Jump to content
House Price Crash Forum


  • Posts

  • Joined

  • Last visited

Everything posted by 14stFlyer

  1. To at least give the impression that the UK government are prepared to take the No Deal Option, recognising that in that instance we have to break the WA in order to retain any semblance of sovereignty in Northern Ireland. I think we are just seeing the hardball of negotiation tactics. EU is pointing out that UK sovereignty is already compromised in the event of No Deal through the WA. UK is essentially pointing out that the EU Single Market is already compromised in the event of No Deal through the WA. So please everyone, lets do a deal!
  2. I have not seen that, but I am sure they will in any case if they have not already.

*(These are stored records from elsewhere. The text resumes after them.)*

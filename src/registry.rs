//! Subscription registry.
//!
//! Holds caller intent, not device state: entries survive link loss and the
//! whole set is replayed after every reconnect.

use std::collections::{BTreeMap, HashMap};
use tokio::sync::mpsc;

use crate::types::{
    Delivery, FormatTag, ParamEntry, ParameterName, ParameterUpdate, ParameterValue,
    SubscriptionHandle,
};

type Key = (ParameterName, FormatTag);

#[derive(Debug)]
struct Subscriber {
    handle: SubscriptionHandle,
    delivery: Delivery,
    sink: mpsc::UnboundedSender<ParameterUpdate>,
}

/// Reference-counted set of (parameter, format) pairs
#[derive(Debug, Default)]
pub(crate) struct SubscriptionRegistry {
    entries: BTreeMap<Key, Vec<Subscriber>>,
    handles: HashMap<SubscriptionHandle, Key>,
}

impl SubscriptionRegistry {
    pub(crate) fn new() -> Self {
        Self::default()
    }

    /// Add a subscriber; `true` if this is the first reference to the pair
    pub(crate) fn subscribe(
        &mut self,
        handle: SubscriptionHandle,
        param: ParameterName,
        format: FormatTag,
        delivery: Delivery,
        sink: mpsc::UnboundedSender<ParameterUpdate>,
    ) -> bool {
        let key = (param, format);
        self.handles.insert(handle, key.clone());
        let subscribers = self.entries.entry(key).or_default();
        subscribers.push(Subscriber {
            handle,
            delivery,
            sink,
        });
        subscribers.len() == 1
    }

    /// Drop a subscriber. Returns the pair when its last reference went away.
    ///
    /// Unknown handles are a no-op.
    pub(crate) fn unsubscribe(&mut self, handle: SubscriptionHandle) -> Option<ParamEntry> {
        let Some(key) = self.handles.remove(&handle) else {
            tracing::debug!("Ignoring unsubscribe for unknown handle {}", handle);
            return None;
        };

        let subscribers = self.entries.get_mut(&key)?;
        subscribers.retain(|s| s.handle != handle);
        if !subscribers.is_empty() {
            return None;
        }

        self.entries.remove(&key);
        let (param, format) = key;
        Some(ParamEntry::format_only(param, format))
    }

    /// Number of live references to the pair
    pub(crate) fn references(&self, param: &str, format: FormatTag) -> usize {
        self.entries
            .get(&(param.to_string(), format))
            .map_or(0, Vec::len)
    }

    pub(crate) fn len(&self) -> usize {
        self.entries.len()
    }

    /// Whether UDP delivery was asked for on this pair
    pub(crate) fn accepts_meter(&self, param: &str, format: FormatTag) -> bool {
        self.entries
            .get(&(param.to_string(), format))
            .is_some_and(|subs| subs.iter().any(|s| s.delivery == Delivery::Meter))
    }

    /// Hand the value to every subscriber of the pair; returns how many took it
    pub(crate) fn notify(&self, param: &str, format: FormatTag, value: &ParameterValue) -> usize {
        let Some(subscribers) = self.entries.get(&(param.to_string(), format)) else {
            return 0;
        };

        let mut delivered = 0;
        for subscriber in subscribers {
            let update = ParameterUpdate {
                param: param.to_string(),
                format,
                value: value.clone(),
            };
            if subscriber.sink.send(update).is_ok() {
                delivered += 1;
            } else {
                tracing::trace!("Subscriber {} dropped its receiver", subscriber.handle);
            }
        }
        delivered
    }

    /// Every pair with at least one reference, in stable order
    pub(crate) fn replay_entries(&self) -> Vec<ParamEntry> {
        self.entries
            .keys()
            .map(|(param, format)| ParamEntry::format_only(param.clone(), *format))
            .collect()
    }
}

#[cfg(test)]
mod tests {
    use super::*;
    use proptest::prelude::*;
    use std::collections::BTreeSet;

    fn sink() -> (
        mpsc::UnboundedSender<ParameterUpdate>,
        mpsc::UnboundedReceiver<ParameterUpdate>,
    ) {
        mpsc::unbounded_channel()
    }

    #[test]
    fn reference_counting_controls_wire_traffic() {
        let mut registry = SubscriptionRegistry::new();
        let (tx, _rx) = sink();
        let a = SubscriptionHandle::new();
        let b = SubscriptionHandle::new();

        assert!(registry.subscribe(a, "ZoneGain_0".into(), FormatTag::Val, Delivery::Control, tx.clone()));
        assert!(!registry.subscribe(b, "ZoneGain_0".into(), FormatTag::Val, Delivery::Control, tx));
        assert_eq!(registry.references("ZoneGain_0", FormatTag::Val), 2);

        assert!(registry.unsubscribe(a).is_none());
        assert_eq!(
            registry.unsubscribe(b),
            Some(ParamEntry::format_only("ZoneGain_0", FormatTag::Val))
        );
        assert_eq!(registry.len(), 0);

        // already gone
        assert!(registry.unsubscribe(b).is_none());
    }

    #[test]
    fn same_param_different_formats_are_distinct() {
        let mut registry = SubscriptionRegistry::new();
        let (tx, mut rx) = sink();
        registry.subscribe(SubscriptionHandle::new(), "ZoneGain_0".into(), FormatTag::Val, Delivery::Control, tx.clone());
        registry.subscribe(SubscriptionHandle::new(), "ZoneGain_0".into(), FormatTag::Pct, Delivery::Control, tx);

        assert_eq!(registry.notify("ZoneGain_0", FormatTag::Pct, &ParameterValue::Number(50.0)), 1);
        let update = rx.try_recv().unwrap();
        assert_eq!(update.format, FormatTag::Pct);
        assert!(rx.try_recv().is_err());
    }

    #[test]
    fn meter_acceptance_follows_delivery() {
        let mut registry = SubscriptionRegistry::new();
        let (tx, _rx) = sink();
        registry.subscribe(SubscriptionHandle::new(), "ZoneGain_0".into(), FormatTag::Val, Delivery::Control, tx.clone());
        let meter = SubscriptionHandle::new();
        registry.subscribe(meter, "SourceMeter_0".into(), FormatTag::Val, Delivery::Meter, tx);

        assert!(!registry.accepts_meter("ZoneGain_0", FormatTag::Val));
        assert!(registry.accepts_meter("SourceMeter_0", FormatTag::Val));
        assert!(!registry.accepts_meter("SourceMeter_1", FormatTag::Val));

        registry.unsubscribe(meter);
        assert!(!registry.accepts_meter("SourceMeter_0", FormatTag::Val));
    }

    const PARAMS: [&str; 4] = ["ZoneGain_0", "ZoneMute_0", "SourceMeter_1", "ZoneName_2"];

    #[derive(Debug, Clone)]
    enum Op {
        Subscribe { param: usize, format: usize },
        Unsubscribe { pick: usize },
        /// Unsubscribe a handle that is already gone
        UnsubscribeAgain { pick: usize },
        Reconnect,
    }

    fn op_strategy() -> impl Strategy<Value = Op> {
        prop_oneof![
            3 => (0..PARAMS.len(), 0..FormatTag::ALL.len())
                .prop_map(|(param, format)| Op::Subscribe { param, format }),
            2 => any::<usize>().prop_map(|pick| Op::Unsubscribe { pick }),
            1 => any::<usize>().prop_map(|pick| Op::UnsubscribeAgain { pick }),
            1 => Just(Op::Reconnect),
        ]
    }

    fn assert_replay_matches(
        registry: &SubscriptionRegistry,
        live: &[(SubscriptionHandle, (String, FormatTag))],
    ) -> Result<(), TestCaseError> {
        let replayed: Vec<(String, FormatTag)> = registry
            .replay_entries()
            .into_iter()
            .map(|e| (e.param, e.format))
            .collect();
        let unique: BTreeSet<_> = replayed.iter().cloned().collect();
        let expected: BTreeSet<_> = live.iter().map(|(_, key)| key.clone()).collect();

        prop_assert_eq!(unique.len(), replayed.len(), "duplicate replay entries");
        prop_assert_eq!(unique, expected);
        Ok(())
    }

    proptest! {
        #[test]
        fn replay_matches_intent(ops in prop::collection::vec(op_strategy(), 0..40)) {
            let mut registry = SubscriptionRegistry::new();
            let mut live: Vec<(SubscriptionHandle, (String, FormatTag))> = Vec::new();
            let mut gone: Vec<SubscriptionHandle> = Vec::new();
            let (tx, _rx) = sink();

            for op in ops {
                match op {
                    Op::Subscribe { param, format } => {
                        let handle = SubscriptionHandle::new();
                        let param = PARAMS[param];
                        let format = FormatTag::ALL[format];
                        registry.subscribe(handle, param.into(), format, Delivery::Control, tx.clone());
                        live.push((handle, (param.to_string(), format)));
                    }
                    Op::Unsubscribe { pick } => {
                        if live.is_empty() {
                            continue;
                        }
                        let (handle, _) = live.swap_remove(pick % live.len());
                        registry.unsubscribe(handle);
                        gone.push(handle);
                    }
                    Op::UnsubscribeAgain { pick } => {
                        if gone.is_empty() {
                            continue;
                        }
                        prop_assert!(registry.unsubscribe(gone[pick % gone.len()]).is_none());
                    }
                    Op::Reconnect => assert_replay_matches(&registry, &live)?,
                }
            }

            assert_replay_matches(&registry, &live)?;
        }
    }
}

As I said above, I do not think it matters. The point is that the opportunity to do so is in the legislation signed (NI Protocol), hence the cornered animal comment.
  3. As far as I am aware, no one in the EU has yet denied the veracity of the alleged comments. But you are right. I definitely know one side is not trustworthy.
  4. It may indeed be a deliberately leaked lie, or it may actually be the case that the EU side of the Joint committee were strong arming in the discussions, and backed it up with a bit of loose talk around the cappucino machine, making it clear how far they could legally go in designating GB goods as "at risk of export to the Single Market". It does not matter in my view. The key point is that Boris's government are behaving like a dangerously scared, cornered chimpanzee escaped from the zoo... and perhaps that is what they are... Even then, there is a question of how the EU should proceed from here. Do they use the shot gun and hope to kill off the animal without further damage, or do they put a banana in its cage and hope they can box it up again? Edit: any reference to similarity between Boris and a chimpanzee is purely metaphorical.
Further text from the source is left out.